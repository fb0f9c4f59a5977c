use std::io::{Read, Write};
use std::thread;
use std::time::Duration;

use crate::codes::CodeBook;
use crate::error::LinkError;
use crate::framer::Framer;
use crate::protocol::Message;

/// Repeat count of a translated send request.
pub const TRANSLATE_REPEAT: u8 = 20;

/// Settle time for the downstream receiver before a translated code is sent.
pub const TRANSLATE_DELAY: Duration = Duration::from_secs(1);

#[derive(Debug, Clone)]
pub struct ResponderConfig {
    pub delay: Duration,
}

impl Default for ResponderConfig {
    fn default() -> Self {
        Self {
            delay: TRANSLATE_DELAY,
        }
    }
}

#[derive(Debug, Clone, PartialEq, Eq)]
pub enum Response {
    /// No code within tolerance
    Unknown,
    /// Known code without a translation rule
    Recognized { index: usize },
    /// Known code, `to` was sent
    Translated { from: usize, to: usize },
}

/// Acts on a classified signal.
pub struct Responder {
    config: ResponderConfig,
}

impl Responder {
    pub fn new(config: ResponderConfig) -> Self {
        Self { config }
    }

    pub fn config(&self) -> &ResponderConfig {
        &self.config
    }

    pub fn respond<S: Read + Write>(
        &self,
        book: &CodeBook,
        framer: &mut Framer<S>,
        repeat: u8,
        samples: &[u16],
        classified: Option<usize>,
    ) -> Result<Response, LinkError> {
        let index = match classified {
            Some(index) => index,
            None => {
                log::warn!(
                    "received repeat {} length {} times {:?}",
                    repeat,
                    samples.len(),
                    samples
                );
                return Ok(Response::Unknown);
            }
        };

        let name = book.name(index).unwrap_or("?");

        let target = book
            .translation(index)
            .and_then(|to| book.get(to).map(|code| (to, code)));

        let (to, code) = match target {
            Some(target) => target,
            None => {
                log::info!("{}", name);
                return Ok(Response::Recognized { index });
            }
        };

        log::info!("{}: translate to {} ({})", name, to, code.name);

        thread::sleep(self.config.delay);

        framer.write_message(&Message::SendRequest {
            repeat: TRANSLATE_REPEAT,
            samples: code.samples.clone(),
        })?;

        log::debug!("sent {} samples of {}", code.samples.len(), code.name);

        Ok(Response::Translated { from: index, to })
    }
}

□ □ □ □ □

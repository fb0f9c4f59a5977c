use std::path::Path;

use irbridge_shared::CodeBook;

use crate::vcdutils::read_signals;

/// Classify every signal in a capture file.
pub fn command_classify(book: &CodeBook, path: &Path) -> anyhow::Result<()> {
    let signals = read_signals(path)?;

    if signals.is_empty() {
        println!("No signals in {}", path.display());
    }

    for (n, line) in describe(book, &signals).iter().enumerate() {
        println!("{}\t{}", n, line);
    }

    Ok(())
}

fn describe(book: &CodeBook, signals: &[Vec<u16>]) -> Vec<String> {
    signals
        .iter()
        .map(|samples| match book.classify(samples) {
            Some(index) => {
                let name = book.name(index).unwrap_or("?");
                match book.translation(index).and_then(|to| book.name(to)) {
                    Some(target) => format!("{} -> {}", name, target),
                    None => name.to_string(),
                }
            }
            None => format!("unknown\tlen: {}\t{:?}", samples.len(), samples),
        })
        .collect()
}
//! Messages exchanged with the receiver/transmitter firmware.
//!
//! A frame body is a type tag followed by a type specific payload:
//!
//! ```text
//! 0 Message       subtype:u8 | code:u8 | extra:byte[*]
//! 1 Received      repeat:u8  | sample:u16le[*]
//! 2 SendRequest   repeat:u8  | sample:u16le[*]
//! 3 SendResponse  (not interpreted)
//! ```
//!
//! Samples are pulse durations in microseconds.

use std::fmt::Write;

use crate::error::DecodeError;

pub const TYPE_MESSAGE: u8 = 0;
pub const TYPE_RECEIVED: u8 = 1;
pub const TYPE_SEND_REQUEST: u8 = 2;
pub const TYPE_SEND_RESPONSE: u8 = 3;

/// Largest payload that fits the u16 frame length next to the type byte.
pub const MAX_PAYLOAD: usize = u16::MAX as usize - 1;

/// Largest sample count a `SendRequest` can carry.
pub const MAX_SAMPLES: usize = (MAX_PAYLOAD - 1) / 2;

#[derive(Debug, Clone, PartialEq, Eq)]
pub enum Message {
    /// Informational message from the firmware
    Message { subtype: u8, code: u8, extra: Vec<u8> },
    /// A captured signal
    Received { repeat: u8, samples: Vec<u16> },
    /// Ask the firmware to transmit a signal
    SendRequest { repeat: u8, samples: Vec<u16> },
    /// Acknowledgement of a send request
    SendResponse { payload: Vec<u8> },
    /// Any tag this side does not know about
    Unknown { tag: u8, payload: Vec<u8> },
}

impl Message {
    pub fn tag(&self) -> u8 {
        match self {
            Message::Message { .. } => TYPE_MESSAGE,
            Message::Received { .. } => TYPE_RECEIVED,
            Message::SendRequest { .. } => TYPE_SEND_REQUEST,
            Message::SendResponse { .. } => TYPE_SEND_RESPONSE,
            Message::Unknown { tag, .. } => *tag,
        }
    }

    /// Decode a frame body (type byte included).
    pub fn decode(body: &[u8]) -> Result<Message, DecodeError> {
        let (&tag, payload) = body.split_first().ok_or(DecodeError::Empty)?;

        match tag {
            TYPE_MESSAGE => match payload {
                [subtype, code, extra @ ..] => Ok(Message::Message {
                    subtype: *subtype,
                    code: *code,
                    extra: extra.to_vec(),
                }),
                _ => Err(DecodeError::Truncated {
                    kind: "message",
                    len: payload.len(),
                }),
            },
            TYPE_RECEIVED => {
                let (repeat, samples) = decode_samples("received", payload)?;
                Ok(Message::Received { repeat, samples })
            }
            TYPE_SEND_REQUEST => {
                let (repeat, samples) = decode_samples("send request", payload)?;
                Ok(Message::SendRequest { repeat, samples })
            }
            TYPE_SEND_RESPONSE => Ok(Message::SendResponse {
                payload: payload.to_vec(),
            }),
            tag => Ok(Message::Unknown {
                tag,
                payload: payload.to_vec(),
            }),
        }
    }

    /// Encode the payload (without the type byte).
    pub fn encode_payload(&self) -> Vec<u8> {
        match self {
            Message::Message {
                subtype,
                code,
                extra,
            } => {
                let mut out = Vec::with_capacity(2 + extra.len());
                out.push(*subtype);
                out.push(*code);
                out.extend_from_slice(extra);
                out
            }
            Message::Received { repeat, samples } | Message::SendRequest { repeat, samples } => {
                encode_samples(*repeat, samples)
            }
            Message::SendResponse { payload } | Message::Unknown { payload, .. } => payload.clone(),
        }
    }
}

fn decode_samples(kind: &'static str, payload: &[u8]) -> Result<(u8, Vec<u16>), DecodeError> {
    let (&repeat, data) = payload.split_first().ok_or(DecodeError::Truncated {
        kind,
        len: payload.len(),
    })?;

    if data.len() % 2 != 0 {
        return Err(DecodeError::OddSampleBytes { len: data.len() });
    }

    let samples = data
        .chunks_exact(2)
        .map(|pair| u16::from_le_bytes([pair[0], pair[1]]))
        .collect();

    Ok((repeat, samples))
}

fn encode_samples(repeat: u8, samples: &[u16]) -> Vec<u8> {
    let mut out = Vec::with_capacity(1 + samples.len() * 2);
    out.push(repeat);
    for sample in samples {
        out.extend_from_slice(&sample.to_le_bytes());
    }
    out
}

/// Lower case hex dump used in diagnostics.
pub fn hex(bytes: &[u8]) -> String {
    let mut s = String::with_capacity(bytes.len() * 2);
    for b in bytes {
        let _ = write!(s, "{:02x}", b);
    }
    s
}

□ □ □ □ □

What you are asked to do
Count the lines in the data where "CodeBook" occurs. Report the number only.

Answer to this task
5